Zimbabwe National Parks security details opened fire as they raided ivory dealers in Harare, the Zim Morning Post can reveal.
Sources told this publication that the dealers were raided in Harare late Monday at a hideout along Harare Drive.
“Five men were in the house when the ZimParks security details arrived at the scene. But before they could enter the house four armed men arrived and told the Parks officials that they are members of the Criminal Investigation Department (CID),” said the source.
“The four guys produced their identification cards and told the Parks officers to leave the scene.
“The Parks officers were not convinced as they had intelligence that ivory dealers were in the house so they raised an alarm seeking reinforcement which quickly responded.
“The reinforcers fired warning shots and apprehended the bogus police details.
“While drama was unfolding outside four men who were holed inside the house stormed out and jumped the durawall.
“The fifth one who had a sack containing three tusks failed to jump and was arrested.”
The source said three tusks of ivory weighing 12kg were recovered while a police report was made at Mt Pleasant Police station.
“The recovered tusks have Parks numbers suggesting that the ivory was looted from the ZimParks.”
Police spokesperson Assistant commissioner Paul Nyathi confirmed the arrest.
“I have just received snippets of the arrest but more details will be availed tomorrow,” Nyathi said.

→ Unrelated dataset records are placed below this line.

//! Authentication module for the cloudauth SDK
//!
//! This module provides OAuth 2.0 token management including:
//! - PKCE (Proof Key for Code Exchange) helpers
//! - Authorization code + PKCE, refresh token and client credentials flows
//! - Token caching with proactive renewal before expiry

pub mod manager;
pub mod pkce;
pub mod providers;
pub mod proxy;
pub mod settings;
pub mod types;

// Re-export commonly used types and functions
pub use manager::{AccessTokenProvider, AuthManager, Flow};
pub use pkce::{create_code_challenge, create_code_verifier, PkcePair};
pub use proxy::{AuthProxy, HttpAuthProxy};
pub use settings::{AuthManagerSettings, ClientCredentialsSettings, PkceSettings, RefreshSettings};
pub use types::{AuthContext, AuthError, AuthResult, ServerError, TokenResponse};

The raid comes at a time when the Convention on International Trade in Endangered Species (Cites) is to give a verdict this week whether to allow Zimbabwe to dispose of its ivory.
A high-powered delegation from Zimbabwe has joined fellow Southern African Development Community (SADC) delegates in Geneva, Switzerland, where they seek to have countries with high elephant populations allowed to exercise various management methods which include trophy hunting, culling and sale of ivory.
Environment, Tourism and Hospitality Industry Acting Minister Mangaliso Ndlovu is also expected to leave for Geneva as some countries in the regional grouping which are struggling to maintain huge elephant populations in a sustainable way want their collective voice to be heard at the Cites summit.